Predicting Current and Future Habitat Suitability of an Endemic Species Using Data-Fusion Approach: Responses to Climate Change

Abstract

Fritillaria imperialis L., an indicator plant species in Iran, is facing threats and its population has declined in recent years. To provide insights into the drivers affecting its loss, this research aims to identify the effects of three groups of factors, including climate, soil, and physiographic variables, on the current and future spatial distributions of F. imperialis. For this purpose, we used five machine learning algorithms as well as an ensemble forecasting of species distribution approach to explain the geographical distributions of the species as a function of these factors.

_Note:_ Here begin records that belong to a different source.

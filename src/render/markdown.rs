//! Markdown reconstruction ("copy as markdown").
//!
//! Walks the parsed tree, never the emitted HTML. Headings come out as bold
//! text, rules as a blank line, and italic always uses the underscore form.

use super::reconstruct::{Flavor, Reconstructor};
use super::{RenderOptions, RenderResult, RenderStats};
use crate::model::Document;

/// Convert a document to Markdown.
pub fn to_markdown(doc: &Document, options: &RenderOptions) -> String {
    MarkdownRenderer::new(options.clone()).render(doc)
}

/// Convert a document to Markdown with statistics.
pub fn to_markdown_with_stats(doc: &Document, options: &RenderOptions) -> RenderResult {
    MarkdownRenderer::new(options.clone()).render_with_stats(doc)
}

/// Markdown renderer.
#[derive(Debug, Clone, Default)]
pub struct MarkdownRenderer {
    options: RenderOptions,
}

impl MarkdownRenderer {
    /// Create a new Markdown renderer.
    pub fn new(options: RenderOptions) -> Self {
        Self { options }
    }

    /// Render a document to Markdown.
    pub fn render(&self, doc: &Document) -> String {
        Reconstructor::new(&self.options, Flavor::Markdown).render(doc)
    }

    /// Render a document to Markdown with statistics.
    pub fn render_with_stats(&self, doc: &Document) -> RenderResult {
        let content = self.render(doc);
        let stats = if self.options.collect_stats {
            RenderStats::from_document(doc)
        } else {
            RenderStats::default()
        };
        RenderResult::new(content, stats)
    }
}

#[cfg(test)]
mod tests {
    use super::*;
    use crate::parser::parse;

    fn md(text: &str) -> String {
        to_markdown(&parse(text), &RenderOptions::default())
    }

    #[test]
    fn test_heading_becomes_bold() {
        assert_eq!(md("# Title\n\nHello **world**"), "**Title**\n\nHello **world**");
    }

    #[test]
    fn test_inline_markers() {
        assert_eq!(
            md("*it* and `code` and [docs](https://x.io)"),
            "_it_ and `code` and [docs](https://x.io)"
        );
    }

    #[test]
    fn test_nested_list_indent() {
        assert_eq!(md("- a\n    1. b\n- c"), "- a\n  1. b\n- c");
    }

    #[test]
    fn test_ordered_start_is_kept() {
        assert_eq!(
            md("1. a\n\nsome text\n\n2. b"),
            "1. a\n\nsome text\n\n2. b"
        );
    }

    #[test]
    fn test_rule_is_dropped() {
        assert_eq!(md("a\n\n---\n\nb"), "a\n\nb");
    }

    #[test]
    fn test_table() {
        assert_eq!(
            md("A | B\n--|--\n1 | 2"),
            "| A | B |\n| --- | --- |\n| 1 | 2 |"
        );
    }

    #[test]
    fn test_custom_marker() {
        let options = RenderOptions::new().with_list_marker('*');
        assert_eq!(to_markdown(&parse("- a\n- b"), &options), "* a\n* b");
    }

    #[test]
    fn test_with_stats() {
        let options = RenderOptions::new().with_stats(true);
        let result = to_markdown_with_stats(&parse("- a\n- b"), &options);
        assert_eq!(result.content, "- a\n- b");
        assert_eq!(result.stats.list_item_count, 2);
    }
}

In addition, we used two shared socio-economic pathways scenarios – SSP 1-2.6 and SSP 5-8.5 – to project the future distributions of F. imperialis in 2030, 2050, 2070, and 2090. Based on evaluation indices, area under the ROC curve (AUC) and true skill statistic (TSS), the Random Forest (RF) model generated the strongest prediction of the distribution of F. imperialis (TSS>0.9 and AUC>0.9). No significant difference observed among the three datasets (climate-only variables, climate + physiography variables, and climate + physiography + soil variables) in terms of AUC values. In models using climate + physiography + soil datasets, soil electrical conductivity, clay, and pH emerged as the most important variables affecting the growth and development of F. imperialis while climate factors played a lesser role in its distribution. Future projections revealed different patterns when using the optimistic (SSP 1-2.6) and pessimistic (SSP 5-8.5) socio-economic pathway scenarios and either the climate only or climate + physiography models. The climate + physiography + soil model produced similar prediction patterns for the scenarios. The climate-only models predicted larger areas suitable for crown imperial in the future than did the climate + physiography + soil model. These results emphasize the consideration of factors beyond climate scenarios when modeling biological responses to global warming and regional climate change.